Source records:
+--

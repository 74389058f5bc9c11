use crate::{
    tickets::Assignee,
    types::TicketId,
};
use serde::{Deserialize, Serialize};

/// All player-issued commands.
/// Variants added over time — never removed or reordered.
#[derive(Debug, Clone, Serialize, Deserialize, PartialEq)]
#[serde(tag = "cmd", rename_all = "snake_case")]
pub enum PlayerCommand {
    // ── Clock control ─────────────────────────────
    Pause,
    Resume,

    // ── Tickets ───────────────────────────────────
    AssignTicket { ticket_id: TicketId, assignee: Assignee },

    // ── Story offers ──────────────────────────────
    AcceptClientOffer,
    DeclineClientOffer,
    HireCandidate { index: usize },

    // ── Infrastructure ────────────────────────────
    UpgradePower,
    MaintainCooling,
    OrderServer { cost: i64 },
}
//! Cooling subsystem.
//!
//! Health decays stochastically each tick; below the failure threshold
//! a further roll can spawn a P1 ticket. Maintenance is a player
//! action that restores health for a fee.

use crate::{
    config::CoolingConfig,
    error::{ActionError, SimResult},
    event::SimEvent,
    rng::SubsystemRng,
    state::GameState,
    subsystem::Subsystem,
    tickets::{self, Priority},
    timer::TimerQueue,
};

pub struct CoolingSubsystem {
    cfg: CoolingConfig,
}

impl CoolingSubsystem {
    pub fn new(cfg: CoolingConfig) -> Self {
        Self { cfg }
    }
}

impl Subsystem for CoolingSubsystem {
    fn name(&self) -> &'static str {
        "cooling"
    }

    fn update(
        &mut self,
        state: &mut GameState,
        _timers: &mut TimerQueue,
        rng: &mut SubsystemRng,
    ) -> SimResult<Vec<SimEvent>> {
        let mut events = Vec::new();

        if rng.chance(self.cfg.decay_chance) {
            state.add_cooling_health(-1);
        }

        if state.cooling_health < self.cfg.failure_threshold
            && rng.chance(self.cfg.failure_chance)
        {
            log::error!(
                "COOLING FAILURE at health {}: temperatures rising",
                state.cooling_health
            );
            let affected = state.clients.len() as u32;
            let (ticket_id, created) = tickets::file_ticket(
                state,
                "CRITICAL: AC Unit Failure",
                "Primary cooling unit has failed. Temperatures rising in all rows.",
                Priority::P1,
                self.cfg.failure_ticket_timer,
                affected,
                self.cfg.failure_ticket_penalty,
            );
            events.push(SimEvent::CoolingFailure { ticket_id });
            events.push(created);
        }

        Ok(events)
    }
}

/// Player action: service the AC units.
pub fn maintain(state: &mut GameState, cfg: &CoolingConfig) -> Result<Vec<SimEvent>, ActionError> {
    if state.money < cfg.maintenance_cost {
        return Err(ActionError::InsufficientFunds {
            needed: cfg.maintenance_cost,
            available: state.money,
        });
    }
    state.money -= cfg.maintenance_cost;
    state.add_cooling_health(cfg.maintenance_restore);
    log::info!(
        "cooling maintained: health restored to {}%",
        state.cooling_health
    );
    Ok(vec![SimEvent::CoolingMaintained {
        health: state.cooling_health,
        cost: cfg.maintenance_cost,
    }])
}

+--

WORK REQUIRED: Within the data above, how many lines include "CoolingSubsystem"? The number alone is the answer.

TASK RESULT: 3